Rights in Canada and Cuba: Converging for May 1… again!
The open and disguised enemies of the Cuban Revolution, both inside and outside the island, propagate a preconceived idea based on the US-centric notion that Cuba has to “change” and adopt what they consider to be universal values, such as the rights we are talking about in this piece. But have they forgotten that Cuban workers before 1959 often had the “right to strike,” yet their actions and leaders in the union and the Communist Party were repressed and assassinated?
Since the Cuban Revolution was initiated 60 years ago, peace has finally come to the working class and small farmers. They are now part of a different system, and not in opposition to the status quo as they were before 1959. They thus have the luxury — despite the economic hardships caused, in the main, by the US blockade since 1961 — to deal with problems in a non-antagonistic manner based on social solidarity, as an integral part of the Cuban collectivity.

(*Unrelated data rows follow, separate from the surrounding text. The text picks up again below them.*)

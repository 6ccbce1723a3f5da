pub mod common;
pub mod credentials;
pub mod crypto;
pub mod qr;
pub mod transfer;
pub mod transport;
pub mod utils;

This hallmark of present-day Cuba may very well be the reason why workers and their organizations flock to Cuba every May Day to experience once again what it means for workers to live and work under socialism.
This year there is an added incentive for Canadians to attend: it will surely be an occasion to express solidarity with the Bolivarian Revolution and the workers who are in the forefront of defending it, a recent example being their amazing efforts to restore the electricity grid.
Canadian workers and their unions can proudly show up in Havana’s Plaza de la Revolución on May 1 with their heads held high. After all, over 5 million Canadian workers have had the opportunity to express themselves through their unions in support of Venezuela’s right to self-determination and Maduro’s right to govern as the country’s legitimately elected president. This was carried out despite the mainstream media and academics’ almost daily pressure since January 23, 2018, calling Maduro’s election “deficient,” hampered by “electoral irregularities” and “jiggery-pokery,” and terming him “authoritarian” or even a “dictator.”
Thus, on the eve of May 1, let us honour the workers of the world as being in the very vanguard of opposing disinformation and defending the rights of workers in capitalist countries, with Cuba and Venezuela as their example and inspiration.